Work out how many lines of the records hold the string "TryFrom", and reply with that number alone.

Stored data

============================================================

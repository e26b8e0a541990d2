//! Row shapes read from `PostgreSQL` and their conversion to domain entities.
//!
//! Statuses and ratings are read as plain columns and validated here, so a
//! value outside its domain surfaces as `DataCorruption` instead of a decode
//! failure.

use std::collections::HashMap;

use chrono::{DateTime, Utc};
use rust_decimal::Decimal;
use sqlx::FromRow;

use storelens_core::model::{Cart, CartItem, Order, OrderItem, Product, Review, User};
use storelens_core::{
    CartId, CartItemId, CartStatus, Email, OrderId, OrderItemId, OrderStatus, Price, ProductId,
    Rating, ReviewId, UserId,
};

use super::RepositoryError;

#[derive(Debug, FromRow)]
pub struct UserRow {
    pub id: UserId,
    pub name: String,
    pub email: String,
    pub signup_source: String,
    pub created_at: DateTime<Utc>,
}

impl TryFrom<UserRow> for User {
    type Error = RepositoryError;

    fn try_from(row: UserRow) -> Result<Self, Self::Error> {
        let email = Email::parse(&row.email).map_err(|e| {
            RepositoryError::DataCorruption(format!("invalid email for user {}: {e}", row.id))
        })?;
        Ok(Self {
            id: row.id,
            name: row.name,
            email,
            signup_source: row.signup_source,
            created_at: row.created_at,
        })
    }
}

#[derive(Debug, FromRow)]
pub struct ProductRow {
    pub id: ProductId,
    pub name: String,
    pub category: String,
    pub price: Price,
    pub description: Option<String>,
    pub is_active: bool,
    pub created_at: DateTime<Utc>,
}

impl From<ProductRow> for Product {
    fn from(row: ProductRow) -> Self {
        Self {
            id: row.id,
            name: row.name,
            category: row.category,
            price: row.price,
            description: row.description,
            is_active: row.is_active,
            created_at: row.created_at,
        }
    }
}

#[derive(Debug, FromRow)]
pub struct CartRow {
    pub id: CartId,
    pub user_id: UserId,
    pub created_at: DateTime<Utc>,
    pub status: String,
}

impl CartRow {
    pub fn status(&self) -> Result<CartStatus, RepositoryError> {
        self.status
            .parse()
            .map_err(|e| RepositoryError::DataCorruption(format!("cart {}: {e}", self.id)))
    }

    pub fn into_cart(self, items: Vec<CartItem>) -> Result<Cart, RepositoryError> {
        let status = self.status()?;
        Ok(Cart {
            id: self.id,
            user_id: self.user_id,
            created_at: self.created_at,
            status,
            items,
        })
    }
}

#[derive(Debug, FromRow)]
pub struct CartItemRow {
    pub id: CartItemId,
    pub cart_id: CartId,
    pub product_id: ProductId,
    pub added_at: DateTime<Utc>,
    pub removed_at: Option<DateTime<Utc>>,
}

impl From<CartItemRow> for CartItem {
    fn from(row: CartItemRow) -> Self {
        Self {
            id: row.id,
            cart_id: row.cart_id,
            product_id: row.product_id,
            added_at: row.added_at,
            removed_at: row.removed_at,
        }
    }
}

#[derive(Debug, FromRow)]
pub struct OrderRow {
    pub id: OrderId,
    pub user_id: UserId,
    pub order_date: DateTime<Utc>,
    pub status: String,
    pub total_amount: Decimal,
}

impl OrderRow {
    pub fn into_order(self, items: Vec<OrderItem>) -> Result<Order, RepositoryError> {
        let status: OrderStatus = self
            .status
            .parse()
            .map_err(|e| RepositoryError::DataCorruption(format!("order {}: {e}", self.id)))?;
        Ok(Order {
            id: self.id,
            user_id: self.user_id,
            order_date: self.order_date,
            status,
            total_amount: self.total_amount,
            items,
        })
    }
}

#[derive(Debug, FromRow)]
pub struct OrderItemRow {
    pub id: OrderItemId,
    pub order_id: OrderId,
    pub product_id: ProductId,
    pub quantity: i32,
    pub unit_price: Price,
}

impl TryFrom<OrderItemRow> for OrderItem {
    type Error = RepositoryError;

    fn try_from(row: OrderItemRow) -> Result<Self, Self::Error> {
        let quantity = u32::try_from(row.quantity)
            .ok()
            .filter(|q| *q > 0)
            .ok_or_else(|| {
                RepositoryError::DataCorruption(format!(
                    "order item {} has quantity {}",
                    row.id, row.quantity
                ))
            })?;
        Ok(Self {
            id: row.id,
            order_id: row.order_id,
            product_id: row.product_id,
            quantity,
            unit_price: row.unit_price,
        })
    }
}

#[derive(Debug, FromRow)]
pub struct ReviewRow {
    pub id: ReviewId,
    pub user_id: UserId,
    pub product_id: ProductId,
    pub rating: i16,
    pub comment: Option<String>,
    pub review_date: DateTime<Utc>,
}

impl TryFrom<ReviewRow> for Review {
    type Error = RepositoryError;

    fn try_from(row: ReviewRow) -> Result<Self, Self::Error> {
        let rating = Rating::new(i64::from(row.rating)).map_err(|e| {
            RepositoryError::DataCorruption(format!("review {}: {e}", row.id))
        })?;
        Ok(Self {
            id: row.id,
            user_id: row.user_id,
            product_id: row.product_id,
            rating,
            comment: row.comment,
            review_date: row.review_date,
        })
    }
}

/// Group child rows by their parent key.
pub fn group_by<K, C>(children: Vec<C>, key: impl Fn(&C) -> K) -> HashMap<K, Vec<C>>
where
    K: std::hash::Hash + Eq,
{
    let mut grouped: HashMap<K, Vec<C>> = HashMap::new();
    for child in children {
        grouped.entry(key(&child)).or_default().push(child);
    }
    grouped
}

/// Assemble orders from their rows.
pub fn assemble_orders(
    orders: Vec<OrderRow>,
    items: Vec<OrderItemRow>,
) -> Result<Vec<Order>, RepositoryError> {
    let mut items = group_by(items, |item| item.order_id.clone());
    orders
        .into_iter()
        .map(|row| {
            let lines = items
                .remove(&row.id)
                .unwrap_or_default()
                .into_iter()
                .map(OrderItem::try_from)
                .collect::<Result<Vec<_>, _>>()?;
            row.into_order(lines)
        })
        .collect()
}

/// Assemble carts from their rows.
pub fn assemble_carts(
    carts: Vec<CartRow>,
    items: Vec<CartItemRow>,
) -> Result<Vec<Cart>, RepositoryError> {
    let mut items = group_by(items, |item| item.cart_id.clone());
    carts
        .into_iter()
        .map(|row| {
            let lines = items
                .remove(&row.id)
                .unwrap_or_default()
                .into_iter()
                .map(CartItem::from)
                .collect();
            row.into_cart(lines)
        })
        .collect()
}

============================================================

*Answer section*
3